* WHAT THE TASK REQUIRES *
Please transcribe the data that follows exactly, from its first line through the line that contains "fn handle(&self, kind: ModelKind)".

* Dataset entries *
== Segment start ==

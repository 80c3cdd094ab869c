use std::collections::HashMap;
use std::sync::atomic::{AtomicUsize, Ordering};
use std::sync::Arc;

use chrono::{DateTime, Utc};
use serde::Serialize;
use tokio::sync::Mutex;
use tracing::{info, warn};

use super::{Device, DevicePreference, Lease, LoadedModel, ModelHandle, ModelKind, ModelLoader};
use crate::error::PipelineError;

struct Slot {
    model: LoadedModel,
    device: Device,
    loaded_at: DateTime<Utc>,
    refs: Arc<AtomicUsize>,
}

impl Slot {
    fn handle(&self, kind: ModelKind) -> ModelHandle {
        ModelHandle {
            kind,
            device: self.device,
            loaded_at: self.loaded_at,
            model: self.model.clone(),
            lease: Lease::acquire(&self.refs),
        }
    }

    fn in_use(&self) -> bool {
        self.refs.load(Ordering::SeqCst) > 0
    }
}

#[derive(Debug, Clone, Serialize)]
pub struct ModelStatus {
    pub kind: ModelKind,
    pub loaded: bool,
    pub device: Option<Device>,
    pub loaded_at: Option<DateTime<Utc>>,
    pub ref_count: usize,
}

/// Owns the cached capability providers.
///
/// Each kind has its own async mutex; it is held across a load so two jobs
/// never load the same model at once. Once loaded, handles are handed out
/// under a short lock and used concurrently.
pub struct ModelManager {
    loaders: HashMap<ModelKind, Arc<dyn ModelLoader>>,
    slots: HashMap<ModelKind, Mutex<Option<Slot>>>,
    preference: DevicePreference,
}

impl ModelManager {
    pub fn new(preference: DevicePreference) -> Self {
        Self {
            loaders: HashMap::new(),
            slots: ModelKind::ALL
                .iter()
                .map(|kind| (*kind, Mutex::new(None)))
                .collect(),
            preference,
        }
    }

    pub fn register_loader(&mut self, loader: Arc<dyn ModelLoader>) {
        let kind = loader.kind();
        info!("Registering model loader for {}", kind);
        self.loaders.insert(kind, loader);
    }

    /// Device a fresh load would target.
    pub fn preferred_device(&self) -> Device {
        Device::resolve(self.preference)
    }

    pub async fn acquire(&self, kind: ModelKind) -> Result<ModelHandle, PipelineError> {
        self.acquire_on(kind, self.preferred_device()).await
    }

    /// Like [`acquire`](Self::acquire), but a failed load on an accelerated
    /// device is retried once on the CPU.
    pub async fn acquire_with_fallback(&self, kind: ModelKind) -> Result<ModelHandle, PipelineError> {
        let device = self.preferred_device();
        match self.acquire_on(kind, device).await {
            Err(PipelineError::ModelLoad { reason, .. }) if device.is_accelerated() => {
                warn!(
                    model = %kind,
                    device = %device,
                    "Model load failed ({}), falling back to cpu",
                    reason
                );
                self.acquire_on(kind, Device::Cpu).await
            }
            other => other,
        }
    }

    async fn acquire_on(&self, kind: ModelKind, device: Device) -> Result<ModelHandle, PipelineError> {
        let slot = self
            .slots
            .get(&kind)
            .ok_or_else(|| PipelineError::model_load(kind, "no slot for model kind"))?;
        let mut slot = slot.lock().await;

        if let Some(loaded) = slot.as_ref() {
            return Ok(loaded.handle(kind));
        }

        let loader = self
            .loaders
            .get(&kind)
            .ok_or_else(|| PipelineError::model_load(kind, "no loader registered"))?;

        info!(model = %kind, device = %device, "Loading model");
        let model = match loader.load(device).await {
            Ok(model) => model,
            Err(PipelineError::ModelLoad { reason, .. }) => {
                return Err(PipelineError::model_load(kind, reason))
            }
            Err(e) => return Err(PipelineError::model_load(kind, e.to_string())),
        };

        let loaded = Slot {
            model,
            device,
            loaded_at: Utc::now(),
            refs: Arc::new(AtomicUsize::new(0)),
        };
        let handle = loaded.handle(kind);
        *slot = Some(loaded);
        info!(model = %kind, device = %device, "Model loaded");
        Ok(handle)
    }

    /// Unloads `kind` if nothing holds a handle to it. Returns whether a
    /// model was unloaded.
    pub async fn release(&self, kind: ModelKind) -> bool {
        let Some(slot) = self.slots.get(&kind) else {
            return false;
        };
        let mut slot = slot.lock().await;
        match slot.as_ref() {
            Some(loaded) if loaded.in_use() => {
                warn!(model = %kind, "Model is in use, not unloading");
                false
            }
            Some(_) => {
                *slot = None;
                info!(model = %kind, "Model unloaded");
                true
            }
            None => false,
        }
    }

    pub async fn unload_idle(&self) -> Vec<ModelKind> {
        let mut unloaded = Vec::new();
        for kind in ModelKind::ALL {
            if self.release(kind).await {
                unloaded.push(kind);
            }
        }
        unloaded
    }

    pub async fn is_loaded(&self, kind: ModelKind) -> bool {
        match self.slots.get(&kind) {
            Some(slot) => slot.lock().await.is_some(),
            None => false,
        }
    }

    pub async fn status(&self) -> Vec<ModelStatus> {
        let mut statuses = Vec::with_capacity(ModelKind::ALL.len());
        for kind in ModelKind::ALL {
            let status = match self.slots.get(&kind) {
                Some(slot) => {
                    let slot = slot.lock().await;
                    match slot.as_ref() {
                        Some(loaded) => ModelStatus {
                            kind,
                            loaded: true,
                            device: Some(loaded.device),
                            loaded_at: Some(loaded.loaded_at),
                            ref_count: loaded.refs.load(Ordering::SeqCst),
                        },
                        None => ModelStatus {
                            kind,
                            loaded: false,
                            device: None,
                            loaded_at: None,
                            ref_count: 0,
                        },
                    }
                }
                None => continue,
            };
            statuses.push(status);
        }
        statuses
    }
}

== Segment end ==

* RESULT *
repository 80c3cdd094ab869c
use std::collections::HashMap;
use std::sync::atomic::{AtomicUsize, Ordering};
use std::sync::Arc;

use chrono::{DateTime, Utc};
use serde::Serialize;
use tokio::sync::Mutex;
use tracing::{info, warn};

use super::{Device, DevicePreference, Lease, LoadedModel, ModelHandle, ModelKind, ModelLoader};
use crate::error::PipelineError;

struct Slot {
    model: LoadedModel,
    device: Device,
    loaded_at: DateTime<Utc>,
    refs: Arc<AtomicUsize>,
}

impl Slot {
    fn handle(&self, kind: ModelKind) -> ModelHandle {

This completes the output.